*Extracted information*.
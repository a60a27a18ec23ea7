//! Configuration loading for the ApX front end.
//!
//! `defaults/apx.default.toml` is embedded into the crate so the documented
//! defaults and the runtime defaults cannot drift. Callers layer their own
//! files and overrides on top through [`Loader`] before deserializing into
//! [`ApxConfig`].

use config::builder::DefaultState;
use config::{Config, ConfigBuilder, ConfigError, File, FileFormat, ValueKind};
use serde::{Deserialize, Serialize};
use std::path::Path;

const DEFAULT_TOML: &str = include_str!("../defaults/apx.default.toml");

/// Top-level configuration for one analysis run.
#[derive(Debug, Clone, Default, PartialEq, Deserialize, Serialize)]
pub struct ApxConfig {
    pub parser: ParserConfig,
    pub resolver: ResolverConfig,
}

#[derive(Debug, Clone, PartialEq, Deserialize, Serialize)]
pub struct ParserConfig {
    /// Stop parsing after the first syntax error and keep one diagnostic.
    pub stop_at_first_error: bool,
    pub max_diagnostics: usize,
    /// How deeply groups, blocks and patterns may nest before parsing gives up
    /// on the statement.
    pub max_depth: usize,
}

impl Default for ParserConfig {
    fn default() -> Self {
        ParserConfig {
            stop_at_first_error: false,
            max_diagnostics: 200,
            max_depth: 128,
        }
    }
}

#[derive(Debug, Clone, PartialEq, Deserialize, Serialize)]
pub struct ResolverConfig {
    /// Warn about variables and names with no visible binding.
    pub warn_unresolved: bool,
    /// Also warn about command names that are neither defined nor built in.
    pub warn_unresolved_commands: bool,
}

impl Default for ResolverConfig {
    fn default() -> Self {
        ResolverConfig {
            warn_unresolved: true,
            warn_unresolved_commands: false,
        }
    }
}

/// Helper for layering user overrides over the built-in defaults.
#[derive(Debug, Clone)]
pub struct Loader {
    builder: ConfigBuilder<DefaultState>,
}

impl Loader {
    /// Start a loader seeded with the embedded defaults.
    pub fn new() -> Self {
        let builder = Config::builder().add_source(File::from_str(DEFAULT_TOML, FileFormat::Toml));
        Self { builder }
    }

    /// Layer a configuration file. Missing files trigger an error.
    pub fn with_file(mut self, path: impl AsRef<Path>) -> Self {
        let source = File::from(path.as_ref())
            .format(FileFormat::Toml)
            .required(true);
        self.builder = self.builder.add_source(source);
        self
    }

    /// Layer an optional configuration file, ignored when absent.
    pub fn with_optional_file(mut self, path: impl AsRef<Path>) -> Self {
        let source = File::from(path.as_ref())
            .format(FileFormat::Toml)
            .required(false);
        self.builder = self.builder.add_source(source);
        self
    }

    /// Apply a single key/value override, e.g. from a command-line flag.
    pub fn set_override<I>(mut self, key: &str, value: I) -> Result<Self, ConfigError>
    where
        I: Into<ValueKind>,
    {
        self.builder = self.builder.set_override(key, value)?;
        Ok(self)
    }

    pub fn build(self) -> Result<ApxConfig, ConfigError> {
        self.builder.build()?.try_deserialize()
    }
}

impl Default for Loader {
    fn default() -> Self {
        Self::new()
    }
}

pub fn load_defaults() -> Result<ApxConfig, ConfigError> {
    Loader::new().build()
}

#[cfg(test)]
mod tests {
    use super::*;

    #[test]
    fn embedded_defaults_match_default_impl() {
        let config = load_defaults().expect("defaults to deserialize");
        assert_eq!(config, ApxConfig::default());
    }

    #[test]
    fn supports_overrides() {
        let config = Loader::new()
            .set_override("parser.stop_at_first_error", true)
            .expect("override to apply")
            .set_override("resolver.warn_unresolved_commands", true)
            .expect("override to apply")
            .build()
            .expect("config to build");
        assert!(config.parser.stop_at_first_error);
        assert!(config.resolver.warn_unresolved_commands);
        assert_eq!(config.parser.max_diagnostics, 200);
        assert_eq!(config.parser.max_depth, 128);
    }

    #[test]
    fn missing_optional_file_is_ignored() {
        let config = Loader::new()
            .with_optional_file("/nonexistent/apx.toml")
            .build()
            .expect("config to build");
        assert!(config.resolver.warn_unresolved);
    }

    #[test]
    fn missing_required_file_fails() {
        let result = Loader::new().with_file("/nonexistent/apx.toml").build();
        assert!(result.is_err());
    }
}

*Required action*. I would like you to output every record exactly as written.

*Response box*.
repository a60a27a18ec23ea7
//! Configuration loading for the ApX front end.
//!
//! `defaults/apx.default.toml` is embedded into the crate so the documented
//! defaults and the runtime defaults cannot drift. Callers layer their own
//! files and overrides on top through [`Loader`] before deserializing into
//! [`ApxConfig`].

use config::builder::DefaultState;
use config::{Config, ConfigBuilder, ConfigError, File, FileFormat, ValueKind};
use serde::{Deserialize, Serialize};
use std::path::Path;

const DEFAULT_TOML: &str = include_str!("../defaults/apx.default.toml");

/// Top-level configuration for one analysis run.
#[derive(Debug, Clone, Default, PartialEq, Deserialize, Serialize)]
pub struct ApxConfig {
    pub parser: ParserConfig,
    pub resolver: ResolverConfig,
}

#[derive(Debug, Clone, PartialEq, Deserialize, Serialize)]
pub struct ParserConfig {
    /// Stop parsing after the first syntax error and keep one diagnostic.
    pub stop_at_first_error: bool,
    pub max_diagnostics: usize,
    /// How deeply groups, blocks and patterns may nest before parsing gives up
    /// on the statement.
    pub max_depth: usize,
}

impl Default for ParserConfig {
    fn default() -> Self {
        ParserConfig {
            stop_at_first_error: false,
            max_diagnostics: 200,
            max_depth: 128,
        }
    }
}

#[derive(Debug, Clone, PartialEq, Deserialize, Serialize)]
pub struct ResolverConfig {
    /// Warn about variables and names with no visible binding.
    pub warn_unresolved: bool,
    /// Also warn about command names that are neither defined nor built in.
    pub warn_unresolved_commands: bool,
}

impl Default for ResolverConfig {
    fn default() -> Self {
        ResolverConfig {
            warn_unresolved: true,
            warn_unresolved_commands: false,
        }
    }
}

/// Helper for layering user overrides over the built-in defaults.
#[derive(Debug, Clone)]
pub struct Loader {
    builder: ConfigBuilder<DefaultState>,
}

impl Loader {
    /// Start a loader seeded with the embedded defaults.
    pub fn new() -> Self {
        let builder = Config::builder().add_source(File::from_str(DEFAULT_TOML, FileFormat::Toml));
        Self { builder }
    }

    /// Layer a configuration file. Missing files trigger an error.
    pub fn with_file(mut self, path: impl AsRef<Path>) -> Self {
        let source = File::from(path.as_ref())
            .format(FileFormat::Toml)
            .required(true);
        self.builder = self.builder.add_source(source);
        self
    }

    /// Layer an optional configuration file, ignored when absent.
    pub fn with_optional_file(mut self, path: impl AsRef<Path>) -> Self {
        let source = File::from(path.as_ref())
            .format(FileFormat::Toml)
            .required(false);
        self.builder = self.builder.add_source(source);
        self
    }

    /// Apply a single key/value override, e.g. from a command-line flag.
    pub fn set_override<I>(mut self, key: &str, value: I) -> Result<Self, ConfigError>
    where
        I: Into<ValueKind>,
    {
        self.builder = self.builder.set_override(key, value)?;
        Ok(self)
    }

    pub fn build(self) -> Result<ApxConfig, ConfigError> {
        self.builder.build()?.try_deserialize()
    }
}

impl Default for Loader {
    fn default() -> Self {
        Self::new()
    }
}

pub fn load_defaults() -> Result<ApxConfig, ConfigError> {
    Loader::new().build()
}

#[cfg(test)]
mod tests {
    use super::*;

    #[test]
    fn embedded_defaults_match_default_impl() {
        let config = load_defaults().expect("defaults to deserialize");
        assert_eq!(config, ApxConfig::default());
    }

    #[test]
    fn supports_overrides() {
        let config = Loader::new()
            .set_override("parser.stop_at_first_error", true)
            .expect("override to apply")
            .set_override("resolver.warn_unresolved_commands", true)
            .expect("override to apply")
            .build()
            .expect("config to build");
        assert!(config.parser.stop_at_first_error);
        assert!(config.resolver.warn_unresolved_commands);
        assert_eq!(config.parser.max_diagnostics, 200);
        assert_eq!(config.parser.max_depth, 128);
    }

    #[test]
    fn missing_optional_file_is_ignored() {
        let config = Loader::new()
            .with_optional_file("/nonexistent/apx.toml")
            .build()
            .expect("config to build");
        assert!(config.resolver.warn_unresolved);
    }

    #[test]
    fn missing_required_file_fails() {
        let result = Loader::new().with_file("/nonexistent/apx.toml").build();
        assert!(result.is_err());
    }
}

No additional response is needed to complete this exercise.